:: Activity ::
The answer must consist of every line from the entries below that contains the word "attrs".

:: Data extract ::
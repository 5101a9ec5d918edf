// src/render.rs
//
// Tree → text. One recursive walk; the only state threaded through it is the
// nesting level and whether we are below a <pre>/<code> ("raw"), where no
// whitespace is touched and no line breaks are added.
//
// Line-break rules, in short:
// - Elements start on a fresh indented line unless they are inline and
//   directly continue a text run that did not end in whitespace.
// - An element whose only child is non-blank text is written on one line.
// - Text ends its line unless the next sibling is inline and the text did not
//   end in whitespace.
// - Text that starts with punctuation sticks to whatever precedes it, and an
//   element keeps its line open for it.
// - <script>/<style> bodies are reindented line by line, never reflowed.
// - Text is escaped except inside elements the parser reads as raw text.

use std::io::{self, Write};
use tracing::trace;

use crate::classify;
use crate::text;
use crate::tree::{Attribute, NodeId, NodeKind, Tree};

/// Write `unit` repeated `level` times.
pub fn write_indent<W: Write + ?Sized>(w: &mut W, unit: &str, level: usize) -> io::Result<()> {
    for _ in 0..level {
        w.write_all(unit.as_bytes())?;
    }
    Ok(())
}

#[derive(Clone, Copy, Debug, Default)]
struct Context {
    level: usize,
    raw: bool,
}

impl Context {
    fn child(self, name: &str) -> Self {
        Self {
            level: self.level + 1,
            raw: self.raw || classify::is_literal(name),
        }
    }
}

pub struct Renderer<'t, W> {
    tree: &'t Tree,
    out: W,
    indent: &'t str,
}

impl<'t, W: Write> Renderer<'t, W> {
    pub fn new(tree: &'t Tree, out: W, indent: &'t str) -> Self {
        Self { tree, out, indent }
    }

    /// Render every top-level node of the tree at level 0, in order.
    pub fn render_roots(&mut self) -> io::Result<()> {
        for &root in self.tree.roots() {
            trace!(node = root.index(), "rendering top-level node");
            self.render(root, Context::default())?;
        }
        Ok(())
    }

    fn render(&mut self, id: NodeId, ctx: Context) -> io::Result<()> {
        let tree = self.tree;
        match tree.node(id).kind() {
            NodeKind::Document => self.render_children(id, Context::default()),
            NodeKind::Doctype(name) => {
                writeln!(self.out, "<!doctype {}>", name)?;
                self.render_children(id, Context { raw: false, ..ctx })
            }
            NodeKind::Comment(data) => {
                self.indent(ctx.level)?;
                writeln!(self.out, "<!--{}-->", data)?;
                self.render_children(id, Context { raw: false, ..ctx })
            }
            NodeKind::Text(data) => self.render_text(id, data, ctx),
            NodeKind::Element { name, attrs } => self.render_element(id, name, attrs, ctx),
        }
    }

    fn render_children(&mut self, id: NodeId, ctx: Context) -> io::Result<()> {
        let tree = self.tree;
        for child in tree.children(id) {
            self.render(child, ctx)?;
        }
        Ok(())
    }

    fn render_text(&mut self, id: NodeId, data: &str, ctx: Context) -> io::Result<()> {
        let tree = self.tree;
        let node = tree.node(id);
        let parent_name = node
            .parent()
            .and_then(|parent| tree.node(parent).element_name());
        let in_raw_block = parent_name.is_some_and(classify::is_raw_content);
        // The parser decodes no entities here, so escaping would change the text.
        let unescaped = in_raw_block || parent_name.is_some_and(classify::is_parser_raw_text);

        if ctx.raw {
            return self.write_text(data, unescaped);
        }

        let body = text::trim(data);
        if body.is_empty() {
            return Ok(());
        }

        let single = node
            .parent()
            .is_some_and(|parent| tree.has_single_text_child(parent));
        let attaches = node.prev_sibling().is_some() && text::starts_with_punctuation(body);
        if !in_raw_block && !single && !attaches {
            self.indent(ctx.level)?;
        }

        if in_raw_block {
            for line in text::raw_block_lines(body) {
                self.newline()?;
                if !line.is_empty() {
                    self.indent(ctx.level)?;
                    self.out.write_all(line.as_bytes())?;
                }
            }
            return self.newline();
        }

        self.write_text(&text::collapse_whitespace(body), unescaped)?;

        if single {
            return Ok(());
        }
        let next_breaks = match node.next_sibling().map(|next| tree.node(next).kind()) {
            None | Some(NodeKind::Comment(_)) => true,
            Some(NodeKind::Element { name, .. }) => !classify::is_inline(name),
            Some(_) => false,
        };
        if text::ends_with_whitespace(data) || next_breaks {
            self.newline()?;
        }
        Ok(())
    }

    fn render_element(
        &mut self,
        id: NodeId,
        name: &str,
        attrs: &[Attribute],
        ctx: Context,
    ) -> io::Result<()> {
        let tree = self.tree;
        let node = tree.node(id);

        // Mirrors the text rule: text only leaves its line open for inline elements.
        let continues_run = classify::is_inline(name)
            && node
                .prev_sibling()
                .and_then(|prev| tree.node(prev).text())
                .is_some_and(|prev| !text::ends_with_whitespace(prev));
        if !ctx.raw && !continues_run {
            self.indent(ctx.level)?;
        }

        write!(self.out, "<{}", name)?;
        for attr in attrs {
            write!(self.out, " {}=\"", attr.name)?;
            text::escape_attribute(&mut self.out, &attr.value)?;
            self.out.write_all(b"\"")?;
        }
        self.out.write_all(b">")?;

        let single = tree.has_single_text_child(id);
        let inner = ctx.child(name);
        // The parser eats one newline after <pre>; give verbatim content that
        // starts with a newline a spare one.
        let keeps_leading_newline = inner.raw
            && classify::drops_leading_newline(name)
            && node
                .first_child()
                .and_then(|child| tree.node(child).text())
                .is_some_and(|data| data.starts_with('\n'));
        if (!ctx.raw && !single) || keeps_leading_newline {
            self.newline()?;
        }
        if classify::is_void(name) {
            return Ok(());
        }

        self.render_children(id, inner)?;

        if !ctx.raw && (classify::is_raw_content(name) || !single) {
            self.indent(ctx.level)?;
        }
        write!(self.out, "</{}>", name)?;

        // Leave the line open only for punctuation that belongs to this element.
        let next_breaks = match node.next_sibling().map(|next| tree.node(next).kind()) {
            Some(NodeKind::Text(data)) => !text::starts_with_punctuation(data),
            _ => true,
        };
        if !ctx.raw && next_breaks {
            self.newline()?;
        }
        Ok(())
    }

    fn write_text(&mut self, data: &str, unescaped: bool) -> io::Result<()> {
        if unescaped {
            self.out.write_all(data.as_bytes())
        } else {
            text::escape_text(&mut self.out, data)
        }
    }

    fn indent(&mut self, level: usize) -> io::Result<()> {
        write_indent(&mut self.out, self.indent, level)
    }

    fn newline(&mut self) -> io::Result<()> {
        self.out.write_all(b"\n")
    }
}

:: Reply to the exercise ::
            NodeKind::Element { name, attrs } => self.render_element(id, name, attrs, ctx),
        attrs: &[Attribute],
        for attr in attrs {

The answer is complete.